* **Exercise instructions**
Pull out all lines from the listing below in which the word "position" appears.

· · ·

impl BlockRule for TableRule {
	fn name(&self) -> &'static str {
		"table"
	}

	fn try_match(
		&self,
		_parser: &Parser,
		context: &Context,
		source: &mut SourceCursor<'_>,
	) -> DfmResult<Option<BlockToken>> {
		let remaining = source.remaining();
		let mut lines = lines_with_endings(remaining);
		let (Some(header_line), Some(delimiter_line)) = (lines.next(), lines.next()) else {
			return Ok(None);
		};
		if !header_line.contains('|') || !self.delimiter.is_match(delimiter_line) {
			return Ok(None);
		}

		let header = split_cells(header_line);
		let align: Vec<Option<Alignment>> = split_cells(delimiter_line)
			.iter()
			.map(|cell| parse_alignment(cell))
			.collect();
		if header.len() != align.len() {
			return Ok(None);
		}

		let mut len = header_line.len() + delimiter_line.len();
		let mut rows = Vec::new();
		for line in lines {
			if is_blank(line) || !line.contains('|') {
				break;
			}
			let mut cells = split_cells(line);
			cells.resize(header.len(), String::new());
			rows.push(cells);
			len += line.len();
		}

		let origin = source.point();
		let (matched, position) = source.consume(len);
		let deferred = Deferred::new(
			self.name(),
			position,
			matched,
			origin,
			context.clone(),
			move |parser, deferred| {
				let cell = |text: &String| {
					parser.tokenize_inline_text(&deferred.context, text, deferred.origin)
				};
				let header = header.iter().map(cell).collect::<DfmResult<Vec<_>>>()?;
				let rows = rows
					.iter()
					.map(|row| row.iter().map(cell).collect::<DfmResult<Vec<_>>>())
					.collect::<DfmResult<Vec<_>>>()?;

				Ok(BlockToken::new(
					deferred.rule,
					deferred.position,
					BlockKind::Table {
						align: align.clone(),
						header,
						rows,
					},
				))
			},
		);

		Ok(Some(BlockToken::new(
			self.name(),
			position,
			BlockKind::Pending(deferred),
		)))
	}
}

fn split_cells(line: &str) -> Vec<String> {
	let trimmed = line.trim();
	let trimmed = trimmed.strip_prefix('|').unwrap_or(trimmed);
	let trimmed = match trimmed.strip_suffix('|') {
		Some(rest) if !rest.ends_with('\\') => rest,
		_ => trimmed,
	};

	let mut cells = Vec::new();
	let mut cell = String::new();
	let mut chars = trimmed.chars().peekable();
	while let Some(ch) = chars.next() {
		match ch {
			'\\' if chars.peek() == Some(&'|') => {
				cell.push('|');
				chars.next();
			}
			'|' => cells.push(std::mem::take(&mut cell).trim().to_string()),
			_ => cell.push(ch),
		}
	}
	cells.push(cell.trim().to_string());
	cells
}
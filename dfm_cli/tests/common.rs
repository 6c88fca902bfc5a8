use assert_cmd::Command;
use insta_cmd::get_cargo_bin;

pub fn dfm_cmd() -> Command {
	let mut cmd = Command::new(get_cargo_bin("dfm"));
	cmd.env("NO_COLOR", "1").env_remove("RUST_LOG");
	cmd
}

· · ·

* **The answer**
		let (matched, position) = source.consume(len);
			position,
					deferred.position,
			position,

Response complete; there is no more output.